◆ Problem: Since only part of the material below is wanted, output exactly the lines from the one with "let line = serde_json::to_string(event)?;" up to and including the one with "Self::default()".

◆ Data to use:
---------------

//! Structured JSON-lines logging shared by every component of the sync core.
//!
//! Components hold an `Option<Logger>` and stay silent when none is
//! configured. Sinks decide where the serialized [`LogEvent`]s go.

use serde::Serialize;
use serde_json::{Map, Value, json};
use std::fmt;
use std::fs::{File, OpenOptions};
use std::io::{BufWriter, Write};
use std::path::{Path, PathBuf};
use std::sync::{Arc, Mutex};
use std::time::{SystemTime, UNIX_EPOCH};

use thiserror::Error;

pub type LogFields = Map<String, Value>;

#[derive(Debug, Clone, Copy, PartialEq, Eq, PartialOrd, Ord, Serialize)]
#[serde(rename_all = "lowercase")]
pub enum LogLevel {
    Trace,
    Debug,
    Info,
    Warn,
    Error,
}

#[derive(Debug, Clone, Serialize)]
pub struct LogEvent {
    pub ts_ms: u128,
    pub level: LogLevel,
    pub target: String,
    pub message: String,
    #[serde(skip_serializing_if = "LogFields::is_empty", default)]
    pub fields: LogFields,
}

impl LogEvent {
    pub fn new(level: LogLevel, target: impl Into<String>, message: impl Into<String>) -> Self {
        Self {
            ts_ms: current_ms(),
            level,
            target: target.into(),
            message: message.into(),
            fields: LogFields::new(),
        }
    }

    pub fn with_fields(
        level: LogLevel,
        target: impl Into<String>,
        message: impl Into<String>,
        fields: LogFields,
    ) -> Self {
        Self {
            fields,
            ..Self::new(level, target, message)
        }
    }

    pub fn field(&self, key: &str) -> Option<&Value> {
        self.fields.get(key)
    }
}

fn current_ms() -> u128 {
    SystemTime::now()
        .duration_since(UNIX_EPOCH)
        .map(|d| d.as_millis())
        .unwrap_or(0)
}

pub type LoggingResult<T> = std::result::Result<T, LoggingError>;

#[derive(Debug, Error)]
pub enum LoggingError {
    #[error("I/O error: {0}")]
    Io(#[from] std::io::Error),
    #[error("serialization error: {0}")]
    Serde(#[from] serde_json::Error),
    #[error("log sink lock poisoned")]
    Poisoned,
}

pub trait LogSink: Send + Sync {
    fn log(&self, event: &LogEvent) -> LoggingResult<()>;
}

#[derive(Clone)]
pub struct Logger {
    sink: Arc<dyn LogSink>,
    min_level: LogLevel,
}

impl fmt::Debug for Logger {
    fn fmt(&self, f: &mut fmt::Formatter<'_>) -> fmt::Result {
        f.debug_struct("Logger")
            .field("min_level", &self.min_level)
            .finish_non_exhaustive()
    }
}

impl Logger {
    pub fn new<S>(sink: S) -> Self
    where
        S: LogSink + 'static,
    {
        Self::from_arc(Arc::new(sink))
    }

    /// Share one sink between several loggers (e.g. a [`MemorySink`] kept by a test).
    pub fn from_arc(sink: Arc<dyn LogSink>) -> Self {
        Self {
            sink,
            min_level: LogLevel::Trace,
        }
    }

    pub fn with_min_level(mut self, level: LogLevel) -> Self {
        self.min_level = level;
        self
    }

    pub fn enabled(&self, level: LogLevel) -> bool {
        level >= self.min_level
    }

    pub fn log(&self, level: LogLevel, target: &str, message: &str) -> LoggingResult<()> {
        self.log_event(LogEvent::new(level, target, message))
    }

    pub fn log_with_fields(
        &self,
        level: LogLevel,
        target: &str,
        message: &str,
        fields: LogFields,
    ) -> LoggingResult<()> {
        self.log_event(LogEvent::with_fields(level, target, message, fields))
    }

    pub fn log_event(&self, event: LogEvent) -> LoggingResult<()> {
        if !self.enabled(event.level) {
            return Ok(());
        }
        self.sink.log(&event)
    }
}

/// Emit through an optional logger, dropping sink failures.
pub(crate) fn emit<I>(
    logger: Option<&Logger>,
    level: LogLevel,
    target: &str,
    message: &str,
    fields: I,
)
where
    I: IntoIterator<Item = (String, Value)>,
{
    if let Some(logger) = logger {
        if logger.enabled(level) {
            let _ = logger.log_event(event_with_fields(level, target, message, fields));
        }
    }
}

pub struct FileSink {
    path: PathBuf,
    max_bytes: u64,
    writer: Mutex<BufWriter<File>>,
}

impl FileSink {
    pub fn new(path: impl AsRef<Path>, max_bytes: u64) -> LoggingResult<Self> {
        let path = path.as_ref().to_path_buf();
        let file = OpenOptions::new().create(true).append(true).open(&path)?;
        Ok(Self {
            path,
            max_bytes,
            writer: Mutex::new(BufWriter::new(file)),
        })
    }

    fn write_line(&self, mut line: String) -> LoggingResult<()> {
        line.push('\n');
        let mut guard = self.writer.lock().map_err(|_| LoggingError::Poisoned)?;

        if self.should_rotate(guard.get_ref(), line.len() as u64)? {
            let file = OpenOptions::new()
                .write(true)
                .create(true)
                .truncate(true)
                .open(&self.path)?;
            *guard = BufWriter::new(file);
        }

        guard.write_all(line.as_bytes())?;
        guard.flush()?;
        Ok(())
    }

    fn should_rotate(&self, file: &File, incoming_len: u64) -> std::io::Result<bool> {
        if self.max_bytes == 0 {
            return Ok(false);
        }
        let current = file.metadata()?.len();
        Ok(current + incoming_len > self.max_bytes)
    }
}

impl LogSink for FileSink {
    fn log(&self, event: &LogEvent) -> LoggingResult<()> {
        let line = serde_json::to_string(event)?;
        self.write_line(line)
    }
}

/// Keeps every event in memory. Handy for hosts that surface a debug console.
#[derive(Default)]
pub struct MemorySink {
    events: Mutex<Vec<LogEvent>>,
}

impl MemorySink {
    pub fn new() -> Self {
        Self::default()
    }

    pub fn events(&self) -> Vec<LogEvent> {
        self.events
            .lock()
            .map(|guard| guard.clone())
            .unwrap_or_default()
    }

    pub fn messages(&self) -> Vec<String> {
        self.events().into_iter().map(|event| event.message).collect()
    }

    pub fn find(&self, message: &str) -> Option<LogEvent> {
        self.events().into_iter().find(|event| event.message == message)
    }
}

impl LogSink for MemorySink {
    fn log(&self, event: &LogEvent) -> LoggingResult<()> {
        let mut guard = self.events.lock().map_err(|_| LoggingError::Poisoned)?;
        guard.push(event.clone());
        Ok(())
    }
}

#[derive(Debug, Clone, Copy, Default)]
pub struct NullSink;

impl LogSink for NullSink {
    fn log(&self, _event: &LogEvent) -> LoggingResult<()> {
        Ok(())
    }
}

pub fn field_map() -> LogFields {
    LogFields::new()
}

pub fn event_with_fields(
    level: LogLevel,
    target: &str,
    message: &str,
    fields: impl IntoIterator<Item = (String, Value)>,
) -> LogEvent {
    let mut map = LogFields::new();
    for (k, v) in fields.into_iter() {
        map.insert(k, v);
    }
    LogEvent::with_fields(level, target, message, map)
}

pub fn json_kv(key: &str, value: impl Into<Value>) -> (String, Value) {
    (key.to_string(), value.into())
}

pub fn json_str(key: &str, value: impl Into<String>) -> (String, Value) {
    (key.to_string(), json!(value.into()))
}

#[cfg(test)]
mod tests {
    use super::*;

    #[test]
    fn memory_sink_captures_fields() {
        let sink = Arc::new(MemorySink::new());
        let logger = Logger::from_arc(sink.clone());
        emit(
            Some(&logger),
            LogLevel::Warn,
            "panel_sync::test",
            "something_happened",
            [json_str("panel", "map"), json_kv("count", 3)],
        );

        let event = sink.find("something_happened").unwrap();
        assert_eq!(event.target, "panel_sync::test");
        assert_eq!(event.field("panel"), Some(&json!("map")));
        assert_eq!(event.field("count"), Some(&json!(3)));
    }

    #[test]
    fn min_level_filters_events() {
        let sink = Arc::new(MemorySink::new());
        let logger = Logger::from_arc(sink.clone()).with_min_level(LogLevel::Info);
        logger.log(LogLevel::Debug, "t", "hidden").unwrap();
        logger.log(LogLevel::Error, "t", "shown").unwrap();
        assert_eq!(sink.messages(), vec!["shown".to_string()]);
    }

    #[test]
    fn file_sink_writes_json_lines() {
        let path = std::env::temp_dir().join(format!(
            "panel_sync_log_{}.jsonl",
            blake3::hash(format!("{:?}", SystemTime::now()).as_bytes()).to_hex()
        ));
        let sink = FileSink::new(&path, 0).unwrap();
        let logger = Logger::new(sink);
        logger.log(LogLevel::Info, "panel_sync::test", "first").unwrap();
        logger.log(LogLevel::Info, "panel_sync::test", "second").unwrap();

        let contents = std::fs::read_to_string(&path).unwrap();
        let lines: Vec<&str> = contents.lines().collect();
        assert_eq!(lines.len(), 2);
        let parsed: Value = serde_json::from_str(lines[1]).unwrap();
        assert_eq!(parsed["message"], json!("second"));
        assert_eq!(parsed["level"], json!("info"));
        let _ = std::fs::remove_file(&path);
    }

    #[test]
    fn logger_debug_shows_min_level() {
        let logger = Logger::new(NullSink).with_min_level(LogLevel::Warn);
        let rendered = format!("{logger:?}");
        assert!(rendered.starts_with("Logger"));
        assert!(rendered.contains("Warn"));
    }
}
//! In-process publish/subscribe bus connecting independently mounted panels.
//!
//! Events are sequenced by the bus, ordered by `(priority desc, sequence asc)`
//! and delivered to every matching subscriber before the next event starts.

mod core;
mod event;

pub use core::{BusConfig, EventBus, EventHandler, Subscription, SubscriptionId};
pub use event::{
    ENTITY_SELECTED_PREFIX, ENTITY_UPDATED_PREFIX, Event, EventFilter, EventPayload, FILTER_EVENT,
    FilterSet, LAYOUT_CHANGED_EVENT, OutgoingEvent, PANEL_STATE_CHANGED_EVENT, PanelId, Priority,
};
use std::collections::BTreeMap;
use std::fmt;
use std::sync::Arc;

use chrono::{DateTime, Utc};
use serde::{Deserialize, Serialize};
use serde_json::Value;

use crate::entity::{Entity, EntityKind};
use crate::registry::LayoutChange;

pub type PanelId = String;

/// Active filter criteria keyed by field name (e.g. `propertyType`).
pub type FilterSet = BTreeMap<String, Value>;

pub const FILTER_EVENT: &str = "filter";
pub const PANEL_STATE_CHANGED_EVENT: &str = "panel_state_changed";
pub const LAYOUT_CHANGED_EVENT: &str = "layout_changed";
pub const ENTITY_SELECTED_PREFIX: &str = "entity_selected_";
pub const ENTITY_UPDATED_PREFIX: &str = "entity_updated_";

#[derive(Debug, Clone, Copy, Default, PartialEq, Eq, Hash, PartialOrd, Ord, Serialize, Deserialize)]
#[serde(rename_all = "lowercase")]
pub enum Priority {
    Low,
    #[default]
    Normal,
    High,
}

/// Payload carried by an event, discriminated by what produced it.
#[derive(Debug, Clone, PartialEq)]
pub enum EventPayload {
    Filter(FilterSet),
    EntitySelected(Arc<Entity>),
    EntityUpdated(Arc<Entity>),
    PanelStateChanged { panel_id: PanelId, version: u32 },
    LayoutChanged(LayoutChange),
    Custom(Value),
    Empty,
}

impl EventPayload {
    pub fn kind(&self) -> &'static str {
        match self {
            EventPayload::Filter(_) => "filter",
            EventPayload::EntitySelected(_) => "entity_selected",
            EventPayload::EntityUpdated(_) => "entity_updated",
            EventPayload::PanelStateChanged { .. } => "panel_state_changed",
            EventPayload::LayoutChanged(_) => "layout_changed",
            EventPayload::Custom(_) => "custom",
            EventPayload::Empty => "empty",
        }
    }

    pub fn entity(&self) -> Option<&Arc<Entity>> {
        match self {
            EventPayload::EntitySelected(entity) | EventPayload::EntityUpdated(entity) => {
                Some(entity)
            }
            _ => None,
        }
    }

    pub fn filters(&self) -> Option<&FilterSet> {
        match self {
            EventPayload::Filter(filters) => Some(filters),
            _ => None,
        }
    }
}

/// Event as handed to `EventBus::broadcast`; sequence and timestamp are
/// assigned by the bus.
#[derive(Debug, Clone, PartialEq)]
pub struct OutgoingEvent {
    pub event_type: String,
    pub payload: EventPayload,
    pub source: PanelId,
    pub priority: Priority,
}

impl OutgoingEvent {
    pub fn new(
        event_type: impl Into<String>,
        payload: EventPayload,
        source: impl Into<PanelId>,
    ) -> Self {
        Self {
            event_type: event_type.into(),
            payload,
            source: source.into(),
            priority: Priority::Normal,
        }
    }

    pub fn with_priority(mut self, priority: Priority) -> Self {
        self.priority = priority;
        self
    }

    pub fn filter(filters: FilterSet, source: impl Into<PanelId>) -> Self {
        Self::new(FILTER_EVENT, EventPayload::Filter(filters), source)
    }

    pub fn entity_selected(entity: Arc<Entity>, source: impl Into<PanelId>) -> Self {
        let event_type = entity_selected_type(entity.kind);
        Self::new(event_type, EventPayload::EntitySelected(entity), source)
    }

    pub fn entity_updated(entity: Arc<Entity>, source: impl Into<PanelId>) -> Self {
        let event_type = entity_updated_type(entity.kind);
        Self::new(event_type, EventPayload::EntityUpdated(entity), source)
    }

    pub fn panel_state_changed(panel_id: impl Into<PanelId>, version: u32) -> Self {
        let panel_id = panel_id.into();
        Self::new(
            PANEL_STATE_CHANGED_EVENT,
            EventPayload::PanelStateChanged {
                panel_id: panel_id.clone(),
                version,
            },
            panel_id,
        )
        .with_priority(Priority::Low)
    }

    pub fn layout_changed(change: LayoutChange, source: impl Into<PanelId>) -> Self {
        Self::new(LAYOUT_CHANGED_EVENT, EventPayload::LayoutChanged(change), source)
    }
}

pub(crate) fn entity_selected_type(kind: EntityKind) -> String {
    format!("{ENTITY_SELECTED_PREFIX}{}", kind.as_str())
}

pub(crate) fn entity_updated_type(kind: EntityKind) -> String {
    format!("{ENTITY_UPDATED_PREFIX}{}", kind.as_str())
}

/// A delivered event.
#[derive(Debug, Clone, PartialEq)]
pub struct Event {
    pub event_type: String,
    pub payload: EventPayload,
    pub source: PanelId,
    pub sequence: u64,
    pub priority: Priority,
    pub timestamp: DateTime<Utc>,
}

impl Event {
    pub(crate) fn stamp(outgoing: OutgoingEvent, sequence: u64) -> Self {
        let OutgoingEvent {
            event_type,
            payload,
            source,
            priority,
        } = outgoing;
        Self {
            event_type,
            payload,
            source,
            sequence,
            priority,
            timestamp: Utc::now(),
        }
    }
}

type Predicate = Arc<dyn Fn(&Event) -> bool + Send + Sync>;

#[derive(Debug, Clone)]
enum TypeMatch {
    Any,
    Exact(Vec<String>),
    Prefix(String),
}

/// Selects which events reach a subscriber.
#[derive(Clone)]
pub struct EventFilter {
    types: TypeMatch,
    excluded_source: Option<PanelId>,
    predicate: Option<Predicate>,
}

impl EventFilter {
    pub fn any() -> Self {
        Self {
            types: TypeMatch::Any,
            excluded_source: None,
            predicate: None,
        }
    }

    pub fn event_type(event_type: impl Into<String>) -> Self {
        Self {
            types: TypeMatch::Exact(vec![event_type.into()]),
            ..Self::any()
        }
    }

    pub fn event_types<I, S>(types: I) -> Self
    where
        I: IntoIterator<Item = S>,
        S: Into<String>,
    {
        Self {
            types: TypeMatch::Exact(types.into_iter().map(Into::into).collect()),
            ..Self::any()
        }
    }

    pub fn prefix(prefix: impl Into<String>) -> Self {
        Self {
            types: TypeMatch::Prefix(prefix.into()),
            ..Self::any()
        }
    }

    /// Drop events emitted by `source`, so a panel never hears its own echo.
    pub fn excluding_source(mut self, source: impl Into<PanelId>) -> Self {
        self.excluded_source = Some(source.into());
        self
    }

    pub fn with_predicate<F>(mut self, predicate: F) -> Self
    where
        F: Fn(&Event) -> bool + Send + Sync + 'static,
    {
        self.predicate = Some(Arc::new(predicate));
        self
    }

    pub fn matches(&self, event: &Event) -> bool {
        let type_ok = match &self.types {
            TypeMatch::Any => true,
            TypeMatch::Exact(types) => types.iter().any(|t| *t == event.event_type),
            TypeMatch::Prefix(prefix) => event.event_type.starts_with(prefix.as_str()),
        };
        if !type_ok {
            return false;
        }
        if self.excluded_source.as_deref() == Some(event.source.as_str()) {
            return false;
        }
        self.predicate
            .as_ref()
            .map(|predicate| predicate(event))
            .unwrap_or(true)
    }
}

impl Default for EventFilter {
    fn default() -> Self {
        Self::any()
    }
}

impl fmt::Debug for EventFilter {
    fn fmt(&self, f: &mut fmt::Formatter<'_>) -> fmt::Result {
        f.debug_struct("EventFilter")
            .field("types", &self.types)
            .field("excluded_source", &self.excluded_source)
            .field("predicate", &self.predicate.is_some())
            .finish()
    }
}

#[cfg(test)]
mod tests {
    use super::*;
    use serde_json::json;

    fn event(event_type: &str, source: &str) -> Event {
        Event::stamp(
            OutgoingEvent::new(event_type, EventPayload::Empty, source),
            1,
        )
    }

    #[test]
    fn exact_and_prefix_matching() {
        let exact = EventFilter::event_type("filter");
        assert!(exact.matches(&event("filter", "a")));
        assert!(!exact.matches(&event("filters", "a")));

        let prefix = EventFilter::prefix(ENTITY_SELECTED_PREFIX);
        assert!(prefix.matches(&event("entity_selected_county", "a")));
        assert!(!prefix.matches(&event("entity_updated_county", "a")));
    }

    #[test]
    fn excluded_source_and_predicate() {
        let filter = EventFilter::any()
            .excluding_source("map")
            .with_predicate(|event| event.sequence == 1);
        assert!(!filter.matches(&event("filter", "map")));
        assert!(filter.matches(&event("filter", "list")));
    }

    #[test]
    fn entity_event_types_follow_kind() {
        let entity = Arc::new(Entity::new("12", EntityKind::County, "Travis"));
        let selected = OutgoingEvent::entity_selected(entity.clone(), "countyPanel");
        assert_eq!(selected.event_type, "entity_selected_county");
        let updated = OutgoingEvent::entity_updated(entity, "countyPanel");
        assert_eq!(updated.event_type, "entity_updated_county");

        let mut filters = FilterSet::new();
        filters.insert("propertyType".into(), json!("Residential"));
        let filter = OutgoingEvent::filter(filters.clone(), "countyPanel");
        assert_eq!(filter.payload.filters(), Some(&filters));
        assert_eq!(filter.priority, Priority::Normal);
    }

    #[test]
    fn priorities_order_high_first() {
        assert!(Priority::High > Priority::Normal);
        assert!(Priority::Normal > Priority::Low);
    }
}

---------------

◆ Answer below:
        let line = serde_json::to_string(event)?;
        self.write_line(line)
    }
}

/// Keeps every event in memory. Handy for hosts that surface a debug console.
#[derive(Default)]
pub struct MemorySink {
    events: Mutex<Vec<LogEvent>>,
}

impl MemorySink {
    pub fn new() -> Self {
        Self::default()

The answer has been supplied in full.